The answer must be every line of the records below that contains the word "Debug".

+--

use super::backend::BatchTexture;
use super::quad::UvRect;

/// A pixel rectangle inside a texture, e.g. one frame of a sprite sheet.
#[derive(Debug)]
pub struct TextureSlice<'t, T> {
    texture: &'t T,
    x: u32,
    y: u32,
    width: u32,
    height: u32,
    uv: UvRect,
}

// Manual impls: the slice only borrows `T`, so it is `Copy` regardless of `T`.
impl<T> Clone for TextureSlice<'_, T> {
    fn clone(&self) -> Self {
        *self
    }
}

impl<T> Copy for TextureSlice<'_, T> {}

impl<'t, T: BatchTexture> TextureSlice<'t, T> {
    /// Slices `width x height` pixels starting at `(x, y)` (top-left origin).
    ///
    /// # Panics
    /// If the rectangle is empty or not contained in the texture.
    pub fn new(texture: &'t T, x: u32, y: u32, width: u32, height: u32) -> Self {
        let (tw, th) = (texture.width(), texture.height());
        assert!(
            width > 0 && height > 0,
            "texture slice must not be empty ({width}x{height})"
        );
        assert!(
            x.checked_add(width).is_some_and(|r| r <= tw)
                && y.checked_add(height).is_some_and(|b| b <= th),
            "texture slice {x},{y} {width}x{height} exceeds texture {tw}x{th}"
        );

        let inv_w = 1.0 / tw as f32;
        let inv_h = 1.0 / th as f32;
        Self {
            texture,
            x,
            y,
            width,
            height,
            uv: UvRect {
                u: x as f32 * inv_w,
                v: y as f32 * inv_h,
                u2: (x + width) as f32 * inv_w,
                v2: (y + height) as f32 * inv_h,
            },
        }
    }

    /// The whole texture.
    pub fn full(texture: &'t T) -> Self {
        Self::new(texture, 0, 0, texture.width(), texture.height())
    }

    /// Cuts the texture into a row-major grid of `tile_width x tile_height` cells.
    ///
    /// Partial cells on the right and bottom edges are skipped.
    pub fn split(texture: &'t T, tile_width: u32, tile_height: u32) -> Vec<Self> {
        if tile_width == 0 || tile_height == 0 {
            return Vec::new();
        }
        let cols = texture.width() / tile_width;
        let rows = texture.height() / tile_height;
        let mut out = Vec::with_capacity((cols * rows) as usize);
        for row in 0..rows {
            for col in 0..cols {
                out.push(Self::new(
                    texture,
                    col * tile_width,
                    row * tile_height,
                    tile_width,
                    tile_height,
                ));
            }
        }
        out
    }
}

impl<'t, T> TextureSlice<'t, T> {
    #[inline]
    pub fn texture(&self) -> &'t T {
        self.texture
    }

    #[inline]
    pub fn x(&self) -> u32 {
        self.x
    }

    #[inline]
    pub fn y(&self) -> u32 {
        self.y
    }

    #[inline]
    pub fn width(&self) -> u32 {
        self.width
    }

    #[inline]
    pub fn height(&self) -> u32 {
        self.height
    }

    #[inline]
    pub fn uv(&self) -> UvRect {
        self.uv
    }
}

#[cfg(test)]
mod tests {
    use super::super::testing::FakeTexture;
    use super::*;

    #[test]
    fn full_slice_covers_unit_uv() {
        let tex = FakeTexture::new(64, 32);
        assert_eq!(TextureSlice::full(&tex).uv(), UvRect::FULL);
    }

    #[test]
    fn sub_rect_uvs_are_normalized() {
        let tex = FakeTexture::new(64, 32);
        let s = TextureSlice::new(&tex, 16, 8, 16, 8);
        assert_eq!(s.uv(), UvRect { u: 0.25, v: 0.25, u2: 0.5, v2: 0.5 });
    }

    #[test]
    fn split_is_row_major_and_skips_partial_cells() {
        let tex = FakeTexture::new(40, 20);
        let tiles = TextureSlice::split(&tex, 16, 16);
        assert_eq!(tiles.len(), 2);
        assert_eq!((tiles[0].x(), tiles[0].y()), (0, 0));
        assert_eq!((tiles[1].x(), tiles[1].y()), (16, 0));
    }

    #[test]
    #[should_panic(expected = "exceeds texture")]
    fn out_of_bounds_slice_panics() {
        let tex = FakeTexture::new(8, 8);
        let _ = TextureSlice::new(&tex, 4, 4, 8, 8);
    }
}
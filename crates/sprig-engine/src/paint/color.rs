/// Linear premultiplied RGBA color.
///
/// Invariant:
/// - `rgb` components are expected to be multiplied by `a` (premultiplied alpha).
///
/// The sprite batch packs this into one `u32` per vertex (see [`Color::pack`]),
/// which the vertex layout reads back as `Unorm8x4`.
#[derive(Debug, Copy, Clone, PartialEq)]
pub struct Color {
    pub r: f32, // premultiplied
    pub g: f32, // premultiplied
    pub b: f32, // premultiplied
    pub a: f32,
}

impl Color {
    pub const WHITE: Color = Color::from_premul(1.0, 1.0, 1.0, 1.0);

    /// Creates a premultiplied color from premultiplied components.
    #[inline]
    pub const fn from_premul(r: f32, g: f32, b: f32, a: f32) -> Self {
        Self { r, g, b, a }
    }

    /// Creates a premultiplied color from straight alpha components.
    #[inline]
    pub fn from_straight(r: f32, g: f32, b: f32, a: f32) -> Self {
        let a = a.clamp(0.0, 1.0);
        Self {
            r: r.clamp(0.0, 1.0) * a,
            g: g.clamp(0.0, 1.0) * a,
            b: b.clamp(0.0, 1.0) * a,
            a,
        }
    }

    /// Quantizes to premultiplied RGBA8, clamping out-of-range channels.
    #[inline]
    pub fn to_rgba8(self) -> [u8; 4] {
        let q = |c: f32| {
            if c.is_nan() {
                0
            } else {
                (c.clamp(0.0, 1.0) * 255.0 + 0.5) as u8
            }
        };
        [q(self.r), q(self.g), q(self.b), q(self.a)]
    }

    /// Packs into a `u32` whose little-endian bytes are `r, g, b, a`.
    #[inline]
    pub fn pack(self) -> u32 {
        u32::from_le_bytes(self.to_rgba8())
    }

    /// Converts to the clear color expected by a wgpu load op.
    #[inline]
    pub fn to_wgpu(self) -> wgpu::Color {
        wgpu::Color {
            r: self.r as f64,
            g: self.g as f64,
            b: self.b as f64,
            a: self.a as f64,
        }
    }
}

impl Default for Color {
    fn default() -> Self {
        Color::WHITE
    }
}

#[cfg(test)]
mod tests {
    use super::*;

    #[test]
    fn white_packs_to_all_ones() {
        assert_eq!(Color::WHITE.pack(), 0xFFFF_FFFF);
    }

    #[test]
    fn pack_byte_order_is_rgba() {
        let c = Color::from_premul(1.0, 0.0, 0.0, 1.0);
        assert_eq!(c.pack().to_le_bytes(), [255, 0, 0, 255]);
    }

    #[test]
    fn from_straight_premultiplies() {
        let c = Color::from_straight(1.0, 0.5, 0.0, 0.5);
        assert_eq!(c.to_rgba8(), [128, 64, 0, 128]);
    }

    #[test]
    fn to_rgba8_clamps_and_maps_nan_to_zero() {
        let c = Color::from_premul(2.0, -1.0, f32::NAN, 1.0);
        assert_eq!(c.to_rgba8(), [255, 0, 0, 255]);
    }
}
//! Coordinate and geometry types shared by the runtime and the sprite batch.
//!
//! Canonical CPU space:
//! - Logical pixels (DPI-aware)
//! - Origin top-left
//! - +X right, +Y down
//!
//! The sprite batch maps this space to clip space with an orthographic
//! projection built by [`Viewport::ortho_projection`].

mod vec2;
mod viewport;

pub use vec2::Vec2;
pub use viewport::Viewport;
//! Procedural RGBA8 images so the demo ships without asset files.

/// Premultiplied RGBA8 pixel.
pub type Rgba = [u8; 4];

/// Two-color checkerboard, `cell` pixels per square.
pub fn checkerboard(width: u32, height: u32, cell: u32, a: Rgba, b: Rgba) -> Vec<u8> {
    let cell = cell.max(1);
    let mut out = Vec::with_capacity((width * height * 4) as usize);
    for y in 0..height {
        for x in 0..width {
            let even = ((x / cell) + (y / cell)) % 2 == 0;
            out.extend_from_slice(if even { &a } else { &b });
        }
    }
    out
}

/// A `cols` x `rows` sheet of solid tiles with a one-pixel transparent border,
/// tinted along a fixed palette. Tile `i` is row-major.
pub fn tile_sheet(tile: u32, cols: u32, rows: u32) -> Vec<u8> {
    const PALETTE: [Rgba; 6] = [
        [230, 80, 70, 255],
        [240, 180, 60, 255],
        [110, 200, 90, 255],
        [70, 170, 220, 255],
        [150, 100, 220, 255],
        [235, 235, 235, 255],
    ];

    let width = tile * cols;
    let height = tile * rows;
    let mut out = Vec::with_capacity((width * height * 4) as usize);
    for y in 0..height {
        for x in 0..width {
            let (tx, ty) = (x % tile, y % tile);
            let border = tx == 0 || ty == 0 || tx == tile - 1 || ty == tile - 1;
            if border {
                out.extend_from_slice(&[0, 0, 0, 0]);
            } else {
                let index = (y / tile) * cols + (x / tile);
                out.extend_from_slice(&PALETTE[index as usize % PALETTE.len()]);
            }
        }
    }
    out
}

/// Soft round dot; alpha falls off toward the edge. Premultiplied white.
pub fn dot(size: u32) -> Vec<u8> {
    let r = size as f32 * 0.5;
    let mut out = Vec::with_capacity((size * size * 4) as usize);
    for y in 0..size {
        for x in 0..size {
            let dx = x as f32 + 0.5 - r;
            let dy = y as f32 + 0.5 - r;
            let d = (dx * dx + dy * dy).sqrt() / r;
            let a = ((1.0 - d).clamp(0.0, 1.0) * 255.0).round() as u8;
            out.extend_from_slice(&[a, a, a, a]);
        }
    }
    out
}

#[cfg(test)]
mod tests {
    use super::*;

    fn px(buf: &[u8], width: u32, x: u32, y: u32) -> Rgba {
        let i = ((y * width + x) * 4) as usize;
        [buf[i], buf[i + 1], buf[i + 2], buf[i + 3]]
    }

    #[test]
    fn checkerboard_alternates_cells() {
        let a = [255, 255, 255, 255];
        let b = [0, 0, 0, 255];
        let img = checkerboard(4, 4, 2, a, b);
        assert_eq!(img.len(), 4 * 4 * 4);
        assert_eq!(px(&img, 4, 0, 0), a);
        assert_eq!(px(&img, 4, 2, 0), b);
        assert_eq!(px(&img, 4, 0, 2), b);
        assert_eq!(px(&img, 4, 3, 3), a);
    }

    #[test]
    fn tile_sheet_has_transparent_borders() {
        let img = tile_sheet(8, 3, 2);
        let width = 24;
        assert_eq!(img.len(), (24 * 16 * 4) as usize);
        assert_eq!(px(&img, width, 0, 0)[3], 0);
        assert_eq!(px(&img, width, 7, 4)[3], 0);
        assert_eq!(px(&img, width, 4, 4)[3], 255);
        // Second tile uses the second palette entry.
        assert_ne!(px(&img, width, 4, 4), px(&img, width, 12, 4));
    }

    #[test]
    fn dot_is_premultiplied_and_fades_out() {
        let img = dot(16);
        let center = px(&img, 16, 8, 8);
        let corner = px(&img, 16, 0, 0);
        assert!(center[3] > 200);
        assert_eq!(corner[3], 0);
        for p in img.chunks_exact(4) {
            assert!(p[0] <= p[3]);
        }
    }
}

+--

» OUTPUT OF THE TASK
#[derive(Debug)]
#[derive(Debug, Copy, Clone, PartialEq)]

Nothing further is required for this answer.